◆ **EXERCISE GOAL**: Whenever the word "PathBuf" turns up in a line of the data below, copy that line.

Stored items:
[Start of Attachment]
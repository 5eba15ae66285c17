//! Centralized backend driver, wrapping the `svn`, `svnadmin` and `svnmucc`
//! command-line tools.
//!
//! Addressing is path-hierarchical: the base URL grows a `/trunk`,
//! `/branches/<name>` or `/tags/<name>` suffix. Tag and branch creation go
//! through `svnmucc`, the atomic multi-change-commit helper, so they need no
//! local working copy; commit messages are always passed as their own argv
//! element, never interpolated into a shell string.

use std::path::{Path, PathBuf};

use async_trait::async_trait;
use tracing::warn;

use crate::error::VcsError;
use crate::exec::{self, ExecOptions, ExecResult};
use crate::traits::VcsDriver;
use crate::types::*;
use crate::workspace::TempWorkspace;

/// Configuration for the svn driver
#[derive(Debug, Clone, Default)]
pub struct SvnConfig {
    /// Root for temporary workspaces; system temp dir when absent
    pub temp_root: Option<PathBuf>,
}

/// Subversion implementation of the driver contract
pub struct SvnDriver {
    config: SvnConfig,
}

/// Append the target suffix (and an optional path) to a base URL
fn join_url(url: &str, target: Option<&Target>, suffix: Option<&str>) -> String {
    let base = url.trim_end_matches('/');
    let mut result = match target {
        Some(Target::Branch(name)) => format!("{base}/branches/{name}"),
        Some(Target::Tag(name)) => format!("{base}/tags/{name}"),
        Some(Target::Trunk) | None => format!("{base}/trunk"),
    };
    if let Some(suffix) = suffix {
        result.push('/');
        result.push_str(&suffix.replace('\\', "/"));
    }
    result
}

/// Pull the committed revision number out of `svn commit` / `svnmucc` output.
/// `svn` prints `Committed revision N.`; `svnmucc` prints `rN committed ...`.
fn parse_committed_revision(output: &str) -> Option<Revision> {
    for line in output.lines() {
        let line = line.trim();
        if let Some(rest) = line.strip_prefix("Committed revision ") {
            let digits: String = rest.chars().take_while(char::is_ascii_digit).collect();
            if !digits.is_empty() {
                return Some(Revision::new(digits));
            }
        }
        if let Some(rest) = line.strip_prefix('r') {
            let digits: String = rest.chars().take_while(char::is_ascii_digit).collect();
            if !digits.is_empty() && rest[digits.len()..].trim_start().starts_with("committed") {
                return Some(Revision::new(digits));
            }
        }
    }
    None
}

impl SvnDriver {
    pub fn new(config: SvnConfig) -> Self {
        Self { config }
    }

    async fn svn<I, S>(&self, args: I, opts: ExecOptions) -> Result<ExecResult, VcsError>
    where
        I: IntoIterator<Item = S>,
        S: Into<String>,
    {
        let mut full: Vec<String> = vec!["--non-interactive".into()];
        full.extend(args.into_iter().map(Into::into));
        exec::run("svn", &full, &opts).await
    }

    async fn svnmucc<I, S>(&self, args: I, opts: ExecOptions) -> Result<ExecResult, VcsError>
    where
        I: IntoIterator<Item = S>,
        S: Into<String>,
    {
        let mut full: Vec<String> = vec!["--non-interactive".into()];
        full.extend(args.into_iter().map(Into::into));
        exec::run("svnmucc", &full, &opts).await
    }

    fn temp_workspace(&self) -> Result<TempWorkspace, VcsError> {
        TempWorkspace::new(self.config.temp_root.as_deref())
    }

    /// Server-side repository directory to durable `file://` URL
    fn format_repo_url(&self, dir: &Path) -> Result<String, VcsError> {
        let abs = std::path::absolute(dir)?;
        let disp = abs.to_string_lossy().replace('\\', "/");
        Ok(format!("file://{disp}"))
    }

    /// Decompose a working-copy URL around its trunk/branches/tags pivot
    /// segment into (root url, target, project name).
    fn parse_url(&self, url: &str) -> Result<(String, Target, String), VcsError> {
        let trimmed = url.trim_end_matches('/');
        let segments: Vec<&str> = trimmed.split('/').collect();
        for (i, segment) in segments.iter().enumerate() {
            let target = match *segment {
                "trunk" => Target::Trunk,
                "branches" | "tags" => {
                    let name = segments.get(i + 1).ok_or_else(|| {
                        VcsError::Parse(format!("no name after '{segment}' in url '{url}'"))
                    })?;
                    if *segment == "branches" {
                        Target::branch(*name)
                    } else {
                        Target::tag(*name)
                    }
                }
                _ => continue,
            };
            if i == 0 {
                return Err(VcsError::Parse(format!("no project root in url '{url}'")));
            }
            let root = segments[..i].join("/");
            let name = segments[i - 1].to_string();
            return Ok((root, target, name));
        }
        Err(VcsError::Parse(format!(
            "no trunk/branches/tags segment in url '{url}'"
        )))
    }

    /// `svn info` for an address, returned as the raw field lines
    async fn info(&self, address: &str, quiet: bool) -> Result<String, VcsError> {
        let mut opts = ExecOptions::default().capture();
        if quiet {
            opts = opts.quiet();
        }
        let result = self.svn(["info", address], opts).await?;
        Ok(result.output)
    }

    fn info_field(output: &str, field: &str) -> Option<String> {
        output.lines().find_map(|line| {
            line.strip_prefix(field)
                .and_then(|rest| rest.strip_prefix(':'))
                .map(|value| value.trim().to_string())
        })
    }

    async fn last_changed_rev(&self, address: &str) -> Result<Revision, VcsError> {
        let output = self.info(address, false).await?;
        Self::info_field(&output, "Last Changed Rev")
            .map(Revision::new)
            .ok_or_else(|| {
                VcsError::Parse(format!(
                    "no 'Last Changed Rev' field in svn info output for '{address}'"
                ))
            })
    }

    /// Stage tag files in a temp workspace and commit them onto the tag URL
    /// as one `svnmucc` transaction.
    async fn put_files(
        &self,
        url: &str,
        tag_name: &str,
        files: &[TagFile],
        message: &str,
    ) -> Result<(), VcsError> {
        let workspace = self.temp_workspace()?;
        let mut args: Vec<String> = vec!["-m".into(), message.into()];
        for (i, file) in files.iter().enumerate() {
            let local = workspace.path().join(format!("put-{i}"));
            tokio::fs::write(&local, &file.contents).await?;
            args.push("put".into());
            args.push(local.to_string_lossy().into_owned());
            args.push(join_url(
                url,
                Some(&Target::tag(tag_name)),
                Some(&file.path.to_string_lossy()),
            ));
        }
        self.svnmucc(args, ExecOptions::default()).await?;
        Ok(())
    }

    /// The merge-back step of `create_tag`: check the target line out into a
    /// scoped temp workspace, cherry-pick the tag-time revision onto it
    /// (reverting excluded files before the commit), and commit. The
    /// workspace is discarded on every exit path, which is also the rollback.
    async fn cherry_pick_merge(
        &self,
        tag_url: &str,
        committed: &Revision,
        url: &str,
        merge: &MergeOptions,
        prefix: &str,
    ) -> Result<(), VcsError> {
        let target_name = merge
            .target
            .as_ref()
            .map(|target| target.name_or("trunk"))
            .unwrap_or("trunk")
            .to_string();
        let workspace = self.temp_workspace()?;
        let dir = workspace.path();

        let full_url = join_url(url, merge.target.as_ref(), None);
        let dir_str = dir.to_string_lossy();
        self.svn(
            ["checkout", full_url.as_str(), dir_str.as_ref()],
            ExecOptions::default(),
        )
        .await?;

        let rev_spec = format!("-c{}", committed.as_str());
        self.svn(
            ["merge", rev_spec.as_str(), tag_url],
            ExecOptions::in_dir(dir).quiet(),
        )
        .await?;

        let mut excluded: Vec<String> = Vec::new();
        for path in &merge.exclude {
            if dir.join(path).exists() {
                excluded.push(path.to_string_lossy().into_owned());
            }
        }
        if !excluded.is_empty() {
            let mut args: Vec<String> = vec!["revert".into()];
            args.extend(excluded);
            self.svn(args, ExecOptions::in_dir(dir).quiet()).await?;
        }

        let message = format!("{prefix}Merging changes with original branch '{target_name}'");
        self.svn(
            ["commit", ".", "-m", message.as_str()],
            ExecOptions::in_dir(dir).quiet(),
        )
        .await?;
        Ok(())
    }
}
//! Deployed process definitions
//!
//! A [`DeployedProcess`] is immutable once built. The root element id is the
//! BPMN process id; every other element declares its flow scope by id.
//! Boundary events are regular elements attached to an activity; the builder
//! indexes them on the activity they are attached to.

use crate::element::{ElementType, EventType};
use crate::error::ModelError;
use crate::key::{Key, TenantId};
use indexmap::IndexMap;
use serde::{Deserialize, Serialize};

/// Element metadata of a deployed process
#[derive(Debug, Clone, PartialEq, Eq, Serialize, Deserialize)]
pub struct ExecutableElement {
    /// Element id, unique within the process
    pub id: String,
    /// BPMN type
    pub element_type: ElementType,
    /// Declared flow scope; `None` only for the process root
    pub flow_scope: Option<String>,
    /// Trigger kind for event elements
    pub event_type: Option<EventType>,
    /// Activity a boundary event is attached to
    pub attached_to: Option<String>,
    /// Ids of the boundary events attached to this activity
    pub boundary_events: Vec<String>,
}

/// Immutable, versioned process definition
#[derive(Debug, Clone, PartialEq, Eq, Serialize, Deserialize)]
pub struct DeployedProcess {
    key: Key,
    bpmn_process_id: String,
    version: i32,
    tenant_id: TenantId,
    elements: IndexMap<String, ExecutableElement>,
}

impl DeployedProcess {
    /// Start building a process whose root element is `bpmn_process_id`.
    #[must_use]
    pub fn builder(key: Key, bpmn_process_id: impl Into<String>, version: i32) -> ProcessBuilder {
        ProcessBuilder::new(key, bpmn_process_id, version)
    }

    /// Process definition key
    #[inline]
    #[must_use]
    pub fn key(&self) -> Key {
        self.key
    }

    /// BPMN process id, also the root element id
    #[inline]
    #[must_use]
    pub fn bpmn_process_id(&self) -> &str {
        &self.bpmn_process_id
    }

    /// Deployment version
    #[inline]
    #[must_use]
    pub fn version(&self) -> i32 {
        self.version
    }

    /// Owning tenant
    #[inline]
    #[must_use]
    pub fn tenant_id(&self) -> &TenantId {
        &self.tenant_id
    }

    /// Id of the process root element
    #[inline]
    #[must_use]
    pub fn root_id(&self) -> &str {
        &self.bpmn_process_id
    }

    /// Element by id
    #[must_use]
    pub fn element(&self, element_id: &str) -> Option<&ExecutableElement> {
        self.elements.get(element_id)
    }

    /// Whether the process declares `element_id`
    #[must_use]
    pub fn contains(&self, element_id: &str) -> bool {
        self.elements.contains_key(element_id)
    }

    /// Elements in declaration order, root first
    pub fn elements(&self) -> impl Iterator<Item = &ExecutableElement> {
        self.elements.values()
    }

    /// Event types of the boundary events attached to `element_id`
    #[must_use]
    pub fn boundary_event_types(&self, element_id: &str) -> Vec<EventType> {
        self.element(element_id)
            .map(|element| {
                element
                    .boundary_events
                    .iter()
                    .filter_map(|id| self.element(id))
                    .map(|boundary| boundary.event_type.unwrap_or(EventType::Unspecified))
                    .collect()
            })
            .unwrap_or_default()
    }

    /// Whether any element is an event sub-process
    #[must_use]
    pub fn has_event_sub_process(&self) -> bool {
        self.elements
            .values()
            .any(|e| e.element_type == ElementType::EventSubProcess)
    }
}

/// Builder for [`DeployedProcess`]
#[derive(Debug, Clone)]
pub struct ProcessBuilder {
    key: Key,
    bpmn_process_id: String,
    version: i32,
    tenant_id: TenantId,
    elements: Vec<ExecutableElement>,
}

impl ProcessBuilder {
    fn new(key: Key, bpmn_process_id: impl Into<String>, version: i32) -> Self {
        Self {
            key,
            bpmn_process_id: bpmn_process_id.into(),
            version,
            tenant_id: TenantId::default(),
            elements: Vec::new(),
        }
    }

    /// Owning tenant
    #[must_use]
    pub fn tenant(mut self, tenant_id: impl Into<TenantId>) -> Self {
        self.tenant_id = tenant_id.into();
        self
    }

    /// Add an element. `flow_scope = None` places it directly in the process.
    #[must_use]
    pub fn element(
        mut self,
        id: impl Into<String>,
        element_type: ElementType,
        flow_scope: Option<&str>,
    ) -> Self {
        self.elements.push(ExecutableElement {
            id: id.into(),
            element_type,
            flow_scope: flow_scope.map(str::to_string),
            event_type: None,
            attached_to: None,
            boundary_events: Vec::new(),
        });
        self
    }

    /// Attach a boundary event of `event_type` to the activity `attached_to`.
    #[must_use]
    pub fn boundary_event(
        mut self,
        id: impl Into<String>,
        event_type: EventType,
        attached_to: &str,
    ) -> Self {
        self.elements.push(ExecutableElement {
            id: id.into(),
            element_type: ElementType::BoundaryEvent,
            flow_scope: None,
            event_type: Some(event_type),
            attached_to: Some(attached_to.to_string()),
            boundary_events: Vec::new(),
        });
        self
    }

    /// Validate references and freeze the definition.
    ///
    /// # Errors
    /// Returns [`ModelError`] on duplicate ids, dangling flow scopes or
    /// boundary events attached to missing or non-activity elements.
    pub fn build(self) -> Result<DeployedProcess, ModelError> {
        if self.bpmn_process_id.is_empty() {
            return Err(ModelError::EmptyElementId);
        }

        let root = self.bpmn_process_id.clone();
        let mut elements = IndexMap::with_capacity(self.elements.len() + 1);
        elements.insert(
            root.clone(),
            ExecutableElement {
                id: root.clone(),
                element_type: ElementType::Process,
                flow_scope: None,
                event_type: None,
                attached_to: None,
                boundary_events: Vec::new(),
            },
        );

        for mut element in self.elements {
            if element.id.is_empty() {
                return Err(ModelError::EmptyElementId);
            }
            if elements.contains_key(&element.id) {
                return Err(ModelError::DuplicateElementId(element.id));
            }
            if element.attached_to.is_none() && element.flow_scope.is_none() {
                element.flow_scope = Some(root.clone());
            }
            elements.insert(element.id.clone(), element);
        }

        // Resolve flow scopes and boundary attachments once all ids are known.
        let ids: Vec<String> = elements.keys().cloned().collect();
        for id in &ids {
            let element = &elements[id];

            if let Some(attached_to) = element.attached_to.clone() {
                let Some(host) = elements.get(&attached_to) else {
                    return Err(ModelError::UnknownAttachment {
                        element_id: id.clone(),
                        attached_to,
                    });
                };
                if !host.element_type.is_activity() {
                    return Err(ModelError::InvalidAttachment {
                        element_id: id.clone(),
                        attached_to,
                    });
                }
                let host_scope = host.flow_scope.clone();
                elements[id].flow_scope = host_scope;
                elements[&attached_to].boundary_events.push(id.clone());
                continue;
            }

            if let Some(flow_scope) = element.flow_scope.clone() {
                let Some(scope) = elements.get(&flow_scope) else {
                    return Err(ModelError::UnknownFlowScope {
                        element_id: id.clone(),
                        flow_scope,
                    });
                };
                if !matches!(
                    scope.element_type,
                    ElementType::Process | ElementType::SubProcess | ElementType::EventSubProcess
                ) {
                    return Err(ModelError::InvalidFlowScope {
                        element_id: id.clone(),
                        flow_scope,
                    });
                }
            }
        }

        Ok(DeployedProcess {
            key: self.key,
            bpmn_process_id: self.bpmn_process_id,
            version: self.version,
            tenant_id: self.tenant_id,
            elements,
        })
    }
}
//! End-to-end migrate commands through the engine facade

use pim_engine::prelude::*;
use pim_log::LogEntry;
use pim_model::{EventType, RecordType};
use pim_state::{ElementInstanceState, JobState};
use pim_test_utils::{
    create_migrate_command, create_service_task_process, create_single_task_process,
    create_sub_process_process, StateFixture,
};
use pretty_assertions::assert_eq;

fn engine(fixture: StateFixture) -> MigrationEngine {
    MigrationEngine::with_state(
        EngineConfig::default().with_log_verification(true),
        fixture.into_state(),
    )
}

fn intents(entries: &[LogEntry]) -> Vec<Intent> {
    entries.iter().map(|e| e.record.intent).collect()
}

fn assert_rejected_without_events(
    engine: &MigrationEngine,
    response: &CommandResponse,
    expected: RejectionType,
) -> String {
    let rejection = response.rejection().expect("expected a rejection");
    assert_eq!(rejection.rejection_type, expected);

    let follow_ups = engine.log().follow_ups(1);
    assert_eq!(follow_ups.len(), 1);
    assert_eq!(follow_ups[0].record.record_type, RecordType::CommandRejection);
    assert_eq!(follow_ups[0].record.rejection.as_ref(), Some(rejection));
    rejection.reason.clone()
}

#[test]
fn test_service_task_moves_to_new_version() {
    let mut fixture = StateFixture::new();
    let source = fixture.deploy(create_service_task_process(1, "order", "charge"));
    fixture.deploy(
        DeployedProcess::builder(Key(2), "order", 2)
            .element("start", ElementType::StartEvent, None)
            .element("charge", ElementType::ServiceTask, None)
            .element("end", ElementType::EndEvent, None)
            .build()
            .unwrap(),
    );
    let root = fixture.start_instance(source);
    let task = fixture.activate(root, "charge");
    let mut engine = engine(fixture);

    let response = engine
        .submit(create_migrate_command(root, Key(2), &[("charge", "charge")]))
        .unwrap();

    assert!(!response.is_rejection());
    let follow_ups = engine.log().follow_ups(1);
    assert_eq!(
        intents(&follow_ups),
        vec![Intent::ElementMigrated, Intent::ElementMigrated, Intent::Migrated]
    );
    let task_events: Vec<_> = follow_ups.iter().filter(|e| e.record.key == task).collect();
    assert_eq!(task_events.len(), 1);
    let RecordValue::ProcessInstance(value) = &task_events[0].record.value else {
        panic!("expected a process instance value");
    };
    assert_eq!(value.process_definition_key, Key(2));
    assert_eq!(value.version, 2);
    assert_eq!(value.element_id, "charge");

    let migrated = engine.state().element_instance(task).unwrap();
    assert_eq!(migrated.process_definition_key, Key(2));
    assert_eq!(migrated.version, 2);
}

#[test]
fn test_active_gateway_is_rejected() {
    let mut fixture = StateFixture::new();
    let source = fixture.deploy(
        DeployedProcess::builder(Key(1), "v1", 1)
            .element("A", ElementType::ServiceTask, None)
            .element("split", ElementType::ParallelGateway, None)
            .build()
            .unwrap(),
    );
    fixture.deploy(create_service_task_process(2, "v2", "A"));
    let root = fixture.start_instance(source);
    fixture.activate(root, "A");
    fixture.activate(root, "split");
    let mut engine = engine(fixture);

    let response = engine
        .submit(create_migrate_command(root, Key(2), &[("A", "A")]))
        .unwrap();

    let reason = assert_rejected_without_events(&engine, &response, RejectionType::InvalidState);
    assert!(reason.contains("'split'"));
    assert!(reason.contains("PARALLEL_GATEWAY"));
}

#[test]
fn test_incident_blocks_migration_despite_valid_mapping() {
    let mut fixture = StateFixture::new();
    let source = fixture.deploy(create_service_task_process(1, "v1", "A"));
    fixture.deploy(create_service_task_process(2, "v2", "B"));
    let root = fixture.start_instance(source);
    let task = fixture.activate(root, "A");
    fixture.raise_incident(task);
    let mut engine = engine(fixture);

    let response = engine
        .submit(create_migrate_command(root, Key(2), &[("A", "B")]))
        .unwrap();

    let reason = assert_rejected_without_events(&engine, &response, RejectionType::InvalidState);
    assert!(reason.contains("has an incident"));
    assert_eq!(engine.state().element_instance(task).unwrap().element_id, "A");
}

#[test]
fn test_remaining_incident_blocks_migration_after_another_is_resolved() {
    let mut fixture = StateFixture::new();
    let source = fixture.deploy(create_service_task_process(1, "v1", "A"));
    fixture.deploy(create_service_task_process(2, "v2", "B"));
    let root = fixture.start_instance(source);
    let task = fixture.activate(root, "A");
    let first = fixture.raise_incident(task);
    fixture.raise_incident(task);
    assert!(fixture.state_mut().resolve_incident(first).is_some());
    let mut engine = engine(fixture);

    let response = engine
        .submit(create_migrate_command(root, Key(2), &[("A", "B")]))
        .unwrap();

    let reason = assert_rejected_without_events(&engine, &response, RejectionType::InvalidState);
    assert!(reason.contains("has an incident"));
    assert_eq!(engine.state().element_instance(task).unwrap().element_id, "A");
}

#[test]
fn test_type_change_is_rejected() {
    let mut fixture = StateFixture::new();
    let source = fixture.deploy(create_service_task_process(1, "v1", "A"));
    fixture.deploy(create_single_task_process(2, "v2", "A", ElementType::UserTask));
    let root = fixture.start_instance(source);
    fixture.activate(root, "A");
    let mut engine = engine(fixture);

    let response = engine
        .submit(create_migrate_command(root, Key(2), &[("A", "A")]))
        .unwrap();

    let reason = assert_rejected_without_events(&engine, &response, RejectionType::InvalidState);
    assert!(reason.contains("'SERVICE_TASK'"));
    assert!(reason.contains("'USER_TASK'"));
}

#[test]
fn test_duplicate_source_ids_are_rejected_before_traversal() {
    let mut fixture = StateFixture::new();
    let source = fixture.deploy(create_service_task_process(1, "v1", "A"));
    fixture.deploy(create_service_task_process(2, "v2", "B"));
    let root = fixture.start_instance(source);
    // Would fail traversal as well; the duplicate must be reported instead.
    let task = fixture.activate(root, "A");
    fixture.raise_incident(task);
    let mut engine = engine(fixture);

    let response = engine
        .submit(create_migrate_command(root, Key(2), &[("A", "B"), ("A", "end")]))
        .unwrap();

    let reason = assert_rejected_without_events(&engine, &response, RejectionType::InvalidArgument);
    assert!(reason.contains("duplicate source element ids '[A]'"));
}

#[test]
fn test_task_cannot_move_into_a_sub_process() {
    let mut fixture = StateFixture::new();
    let source = fixture.deploy(create_service_task_process(1, "v1", "A"));
    fixture.deploy(create_sub_process_process(2, "v2", "sub", "B"));
    let root = fixture.start_instance(source);
    let task = fixture.activate(root, "A");
    let mut engine = engine(fixture);

    let response = engine
        .submit(create_migrate_command(root, Key(2), &[("A", "B")]))
        .unwrap();

    let reason = assert_rejected_without_events(&engine, &response, RejectionType::InvalidState);
    assert!(reason.contains("flow scope of active element with id 'A' is changed"));
    assert!(reason.contains("expected to be 'v2' but was 'sub'"));
    assert_eq!(engine.state().element_instance(task).unwrap().element_id, "A");
}

#[test]
fn test_active_sub_process_is_unsupported() {
    let mut fixture = StateFixture::new();
    let source = fixture.deploy(create_sub_process_process(1, "v1", "sub", "A"));
    fixture.deploy(create_sub_process_process(2, "v2", "sub2", "B"));
    let root = fixture.start_instance(source);
    let sub = fixture.activate(root, "sub");
    let task = fixture.activate(sub, "A");
    let mut engine = engine(fixture);

    let response = engine
        .submit(create_migrate_command(root, Key(2), &[("sub", "sub2"), ("A", "B")]))
        .unwrap();

    // The sub-process is visited before its task and stops the traversal.
    let reason = assert_rejected_without_events(&engine, &response, RejectionType::InvalidState);
    assert!(reason.contains("active element with id 'sub' has an unsupported type"));
    assert!(reason.contains("SUB_PROCESS"));
    let state = engine.state();
    assert_eq!(state.element_instance(sub).unwrap().element_id, "sub");
    assert_eq!(state.element_instance(task).unwrap().element_id, "A");
    assert_eq!(state.element_instance(root).unwrap().process_definition_key, Key(1));
}

#[test]
fn test_jobs_and_variables_follow_their_element() {
    let mut fixture = StateFixture::new();
    let source = fixture.deploy(create_service_task_process(1, "v1", "A"));
    fixture.deploy(create_service_task_process(2, "v2", "B"));
    let root = fixture.start_instance(source);
    let global = fixture.set_variable(root, "customer", serde_json::json!("c-1"));
    let task = fixture.activate(root, "A");
    let job = fixture.create_job(task, "payment");
    let local = fixture.set_variable(task, "amount", serde_json::json!(12.5));
    let mut engine = engine(fixture);

    let response = engine
        .submit(create_migrate_command(root, Key(2), &[("A", "B")]))
        .unwrap();

    assert!(!response.is_rejection());
    assert_eq!(
        intents(&engine.log().follow_ups(1)),
        vec![
            Intent::ElementMigrated,
            Intent::ElementMigrated,
            Intent::JobMigrated,
            Intent::VariableMigrated,
            Intent::VariableMigrated,
            Intent::Migrated,
        ]
    );

    let state = engine.state();
    let job = state.job(job).unwrap();
    assert_eq!(job.element_id, "B");
    assert_eq!(job.process_definition_key, Key(2));
    assert_eq!(job.bpmn_process_id, "v2");
    assert_eq!(job.job_type, "payment");
    for key in [global, local] {
        let variable = state.variable(key).unwrap();
        assert_eq!(variable.process_definition_key, Key(2));
        assert_eq!(variable.bpmn_process_id, "v2");
    }
}

#[test]
fn test_completed_event_echoes_the_command() {
    let mut fixture = StateFixture::new();
    let source = fixture.deploy(create_service_task_process(1, "v1", "A"));
    fixture.deploy(create_service_task_process(2, "v2", "B"));
    let root = fixture.start_instance(source);
    fixture.activate(root, "A");
    let mut engine = engine(fixture);
    let command = create_migrate_command(root, Key(2), &[("A", "B")]);

    let response = engine.submit(command.clone()).unwrap();

    let expected = RecordValue::ProcessInstanceMigration(command.value.clone());
    assert_eq!(response.request_id, command.request_id);
    assert_eq!(
        response.outcome,
        ResponseOutcome::Accepted {
            intent: Intent::Migrated,
            value: expected.clone(),
        }
    );
    let last = engine.log().follow_ups(1).pop().unwrap();
    assert_eq!(last.record.value, expected);
    assert_eq!(last.record.key, root);
}

#[test]
fn test_rejection_is_idempotent() {
    let mut fixture = StateFixture::new();
    let source = fixture.deploy(create_service_task_process(1, "v1", "A"));
    fixture.deploy(
        DeployedProcess::builder(Key(2), "v2", 1)
            .element("A", ElementType::ServiceTask, None)
            .boundary_event("A_timeout", EventType::Timer, "A")
            .build()
            .unwrap(),
    );
    let root = fixture.start_instance(source);
    fixture.activate(root, "A");
    let mut engine = engine(fixture);
    let command = create_migrate_command(root, Key(2), &[("A", "A")]);

    let first = engine.submit(command.clone()).unwrap();
    let second = engine.submit(command).unwrap();

    assert!(first.is_rejection());
    assert_eq!(first, second);
    let entries = engine.log().entries();
    assert_eq!(entries.len(), 4);
    assert_eq!(entries[1].record.rejection, entries[3].record.rejection);
}

#[test]
fn test_successful_migration_can_be_repeated() {
    let mut fixture = StateFixture::new();
    let source = fixture.deploy(create_service_task_process(1, "v1", "A"));
    fixture.deploy(create_service_task_process(2, "v2", "A"));
    let root = fixture.start_instance(source);
    let task = fixture.activate(root, "A");
    let mut engine = engine(fixture);

    engine
        .submit(create_migrate_command(root, Key(2), &[("A", "A")]))
        .unwrap();
    let again = engine
        .submit(create_migrate_command(root, Key(2), &[("A", "A")]))
        .unwrap();

    assert!(!again.is_rejection());
    assert_eq!(engine.state().element_instance(task).unwrap().process_definition_key, Key(2));
    assert!(engine.log().verify_integrity().is_ok());
}

#[test]
fn test_unexpected_error_is_not_answered() {
    let mut fixture = StateFixture::new();
    let source = fixture.deploy(create_service_task_process(1, "v1", "A"));
    fixture.deploy(create_service_task_process(2, "v2", "B"));
    let root = fixture.start_instance(source);
    fixture.activate_with(root, "A", |instance| instance.job_key = Some(Key(404)));
    let mut engine = engine(fixture);

    let result = engine.submit(create_migrate_command(root, Key(2), &[("A", "B")]));

    let error = result.unwrap_err();
    assert!(matches!(error, ProcessingError::State(_)));
    assert!(error.is_fatal());
    // Only the command itself reached the log.
    assert_eq!(engine.log().len(), 1);
    assert!(engine.log().follow_ups(1).is_empty());
    assert_eq!(engine.state().element_instance(root).unwrap().process_definition_key, Key(1));
}

#[test]
fn test_process_instance_not_found() {
    let mut engine = MigrationEngine::new(EngineConfig::default());

    let response = engine
        .submit(create_migrate_command(Key(12), Key(2), &[]))
        .unwrap();

    let reason = assert_rejected_without_events(&engine, &response, RejectionType::NotFound);
    assert_eq!(
        reason,
        "Expected to migrate process instance but no process instance found with key '12'"
    );
}

#[test]
fn test_missing_target_definition_is_rejected_after_the_command_record() {
    let mut fixture = StateFixture::new();
    let source = fixture.deploy(create_service_task_process(1, "v1", "A"));
    let root = fixture.start_instance(source);
    let task = fixture.activate(root, "A");
    let mut engine = engine(fixture);

    let response = engine
        .submit(create_migrate_command(root, Key(99), &[("A", "B")]))
        .unwrap();

    let reason = assert_rejected_without_events(&engine, &response, RejectionType::NotFound);
    assert!(reason.contains("no process definition found with key '99'"));

    let entries = engine.log().entries();
    let types: Vec<RecordType> = entries.iter().map(|e| e.record.record_type).collect();
    assert_eq!(types, vec![RecordType::Command, RecordType::CommandRejection]);
    assert_eq!(entries[1].source_position, Some(entries[0].position));
    assert_eq!(engine.state().element_instance(task).unwrap().element_id, "A");
}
[End of Attachment]
◆ **RESULT**:
use std::path::{Path, PathBuf};
    pub temp_root: Option<PathBuf>,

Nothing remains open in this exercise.